- ABOUT THIS EXERCISE:
Your answer must be the full set of entries, repeated exactly.

Start of ENTRIES SHOWN

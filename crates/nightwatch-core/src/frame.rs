use std::fmt;
use std::path::{Path, PathBuf};

use chrono::{DateTime, Utc};
use serde::{Deserialize, Serialize};

use crate::consts::{DEFAULT_FRAME_DIGITS, DEFAULT_FRAME_EXTENSION, DEFAULT_FRAME_PREFIX};
use crate::error::{NightwatchError, Result};

/// One raw camera exposure.
///
/// Frames live at `<data-root>/<night>/<raw-dir>/<file>`; the night is the
/// name of the directory two levels above the file.
#[derive(Clone, Debug, PartialEq)]
pub struct Frame {
    /// Absolute path of the raw file.
    pub path: PathBuf,
    /// File name without extension, e.g. `IMG0_0001`.
    pub basename: String,
    /// Night identifier, e.g. `2013-08-05`.
    pub night: String,
    pub discovered_at: DateTime<Utc>,
}

impl Frame {
    pub fn from_path(path: &Path, discovered_at: DateTime<Utc>) -> Result<Self> {
        let path = std::path::absolute(path)?;
        let basename = path
            .file_stem()
            .and_then(|s| s.to_str())
            .ok_or_else(|| NightwatchError::InputNotFound(path.clone()))?
            .to_string();
        let night = night_dir_of(&path)
            .and_then(|dir| dir.file_name())
            .and_then(|s| s.to_str())
            .ok_or_else(|| NightwatchError::InputNotFound(path.clone()))?
            .to_string();
        Ok(Self {
            path,
            basename,
            night,
            discovered_at,
        })
    }

    /// Directory holding everything recorded for this frame's night.
    pub fn night_dir(&self) -> &Path {
        night_dir_of(&self.path).unwrap_or_else(|| Path::new("/"))
    }

    pub fn file_name(&self) -> String {
        self.path
            .file_name()
            .map(|s| s.to_string_lossy().into_owned())
            .unwrap_or_else(|| self.basename.clone())
    }

    pub fn extension(&self) -> Option<String> {
        self.path
            .extension()
            .map(|e| e.to_string_lossy().to_ascii_lowercase())
    }
}

fn night_dir_of(path: &Path) -> Option<&Path> {
    path.parent().and_then(Path::parent)
}

/// Image type recorded in a frame's sidecar.
#[derive(Clone, Debug, PartialEq, Eq)]
pub enum FrameType {
    Object,
    Dark,
    Flat,
    Bias,
    Other(String),
    /// Sidecar missing, unreadable, or lacking the tag.
    Unknown,
}

impl FrameType {
    pub fn from_tag(tag: &str) -> Self {
        match tag.trim().to_ascii_uppercase().as_str() {
            "" => Self::Unknown,
            "OBJECT" => Self::Object,
            "DARK" => Self::Dark,
            "FLAT" => Self::Flat,
            "BIAS" => Self::Bias,
            other => Self::Other(other.to_string()),
        }
    }

    /// Only science exposures are measured.
    pub fn qualifies(&self) -> bool {
        matches!(self, Self::Object)
    }
}

impl fmt::Display for FrameType {
    fn fmt(&self, f: &mut fmt::Formatter<'_>) -> fmt::Result {
        match self {
            Self::Object => write!(f, "OBJECT"),
            Self::Dark => write!(f, "DARK"),
            Self::Flat => write!(f, "FLAT"),
            Self::Bias => write!(f, "BIAS"),
            Self::Other(tag) => write!(f, "{tag}"),
            Self::Unknown => write!(f, "Unknown"),
        }
    }
}

/// Naming pattern of raw frames: prefix, fixed-width index, extension.
#[derive(Clone, Debug, PartialEq, Serialize, Deserialize)]
pub struct FramePattern {
    pub prefix: String,
    pub digits: usize,
    pub extension: String,
}

impl Default for FramePattern {
    fn default() -> Self {
        Self {
            prefix: DEFAULT_FRAME_PREFIX.into(),
            digits: DEFAULT_FRAME_DIGITS,
            extension: DEFAULT_FRAME_EXTENSION.into(),
        }
    }
}

impl FramePattern {
    /// Embedded frame index, or `None` if `name` does not follow the pattern.
    pub fn frame_index(&self, name: &str) -> Option<u32> {
        let rest = name.strip_prefix(self.prefix.as_str())?;
        let (digits, ext) = rest.split_once('.')?;
        if ext != self.extension
            || digits.len() != self.digits
            || !digits.bytes().all(|b| b.is_ascii_digit())
        {
            return None;
        }
        digits.parse().ok()
    }

    pub fn matches(&self, name: &str) -> bool {
        self.frame_index(name).is_some()
    }

    /// Keep matching names, ordered by embedded index.
    pub fn sort_frames<I, S>(&self, names: I) -> Vec<String>
    where
        I: IntoIterator<Item = S>,
        S: AsRef<str>,
    {
        let mut indexed: Vec<(u32, String)> = names
            .into_iter()
            .filter_map(|n| {
                let n = n.as_ref();
                self.frame_index(n).map(|i| (i, n.to_string()))
            })
            .collect();
        indexed.sort();
        indexed.into_iter().map(|(_, n)| n).collect()
    }
}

End of ENTRIES SHOWN

- EXERCISE OUTPUT:
filename crates/nightwatch-core/src/frame.rs
use std::fmt;
use std::path::{Path, PathBuf};

use chrono::{DateTime, Utc};
use serde::{Deserialize, Serialize};

use crate::consts::{DEFAULT_FRAME_DIGITS, DEFAULT_FRAME_EXTENSION, DEFAULT_FRAME_PREFIX};
use crate::error::{NightwatchError, Result};

/// One raw camera exposure.
///
/// Frames live at `<data-root>/<night>/<raw-dir>/<file>`; the night is the
/// name of the directory two levels above the file.
#[derive(Clone, Debug, PartialEq)]
pub struct Frame {
    /// Absolute path of the raw file.
    pub path: PathBuf,
    /// File name without extension, e.g. `IMG0_0001`.
    pub basename: String,
    /// Night identifier, e.g. `2013-08-05`.
    pub night: String,
    pub discovered_at: DateTime<Utc>,
}

impl Frame {
    pub fn from_path(path: &Path, discovered_at: DateTime<Utc>) -> Result<Self> {
        let path = std::path::absolute(path)?;
        let basename = path
            .file_stem()
            .and_then(|s| s.to_str())
            .ok_or_else(|| NightwatchError::InputNotFound(path.clone()))?
            .to_string();
        let night = night_dir_of(&path)
            .and_then(|dir| dir.file_name())
            .and_then(|s| s.to_str())
            .ok_or_else(|| NightwatchError::InputNotFound(path.clone()))?
            .to_string();
        Ok(Self {
            path,
            basename,
            night,
            discovered_at,
        })
    }

    /// Directory holding everything recorded for this frame's night.
    pub fn night_dir(&self) -> &Path {
        night_dir_of(&self.path).unwrap_or_else(|| Path::new("/"))
    }

    pub fn file_name(&self) -> String {
        self.path
            .file_name()
            .map(|s| s.to_string_lossy().into_owned())
            .unwrap_or_else(|| self.basename.clone())
    }

    pub fn extension(&self) -> Option<String> {
        self.path
            .extension()
            .map(|e| e.to_string_lossy().to_ascii_lowercase())
    }
}

fn night_dir_of(path: &Path) -> Option<&Path> {
    path.parent().and_then(Path::parent)
}

/// Image type recorded in a frame's sidecar.
#[derive(Clone, Debug, PartialEq, Eq)]
pub enum FrameType {
    Object,
    Dark,
    Flat,
    Bias,
    Other(String),
    /// Sidecar missing, unreadable, or lacking the tag.
    Unknown,
}

impl FrameType {
    pub fn from_tag(tag: &str) -> Self {
        match tag.trim().to_ascii_uppercase().as_str() {
            "" => Self::Unknown,
            "OBJECT" => Self::Object,
            "DARK" => Self::Dark,
            "FLAT" => Self::Flat,
            "BIAS" => Self::Bias,
            other => Self::Other(other.to_string()),
        }
    }

    /// Only science exposures are measured.
    pub fn qualifies(&self) -> bool {
        matches!(self, Self::Object)
    }
}

impl fmt::Display for FrameType {
    fn fmt(&self, f: &mut fmt::Formatter<'_>) -> fmt::Result {
        match self {
            Self::Object => write!(f, "OBJECT"),
            Self::Dark => write!(f, "DARK"),
            Self::Flat => write!(f, "FLAT"),
            Self::Bias => write!(f, "BIAS"),
            Self::Other(tag) => write!(f, "{tag}"),
            Self::Unknown => write!(f, "Unknown"),
        }
    }
}

/// Naming pattern of raw frames: prefix, fixed-width index, extension.
#[derive(Clone, Debug, PartialEq, Serialize, Deserialize)]
pub struct FramePattern {
    pub prefix: String,
    pub digits: usize,
    pub extension: String,
}

impl Default for FramePattern {
    fn default() -> Self {
        Self {
            prefix: DEFAULT_FRAME_PREFIX.into(),
            digits: DEFAULT_FRAME_DIGITS,
            extension: DEFAULT_FRAME_EXTENSION.into(),
        }
    }
}

impl FramePattern {
    /// Embedded frame index, or `None` if `name` does not follow the pattern.
    pub fn frame_index(&self, name: &str) -> Option<u32> {
        let rest = name.strip_prefix(self.prefix.as_str())?;
        let (digits, ext) = rest.split_once('.')?;
        if ext != self.extension
            || digits.len() != self.digits
            || !digits.bytes().all(|b| b.is_ascii_digit())
        {
            return None;
        }
        digits.parse().ok()
    }

    pub fn matches(&self, name: &str) -> bool {
        self.frame_index(name).is_some()
    }

    /// Keep matching names, ordered by embedded index.
    pub fn sort_frames<I, S>(&self, names: I) -> Vec<String>
    where
        I: IntoIterator<Item = S>,
        S: AsRef<str>,
    {
        let mut indexed: Vec<(u32, String)> = names
            .into_iter()
            .filter_map(|n| {
                let n = n.as_ref();
                self.frame_index(n).map(|i| (i, n.to_string()))
            })
            .collect();
        indexed.sort();
        indexed.into_iter().map(|(_, n)| n).collect()
    }
}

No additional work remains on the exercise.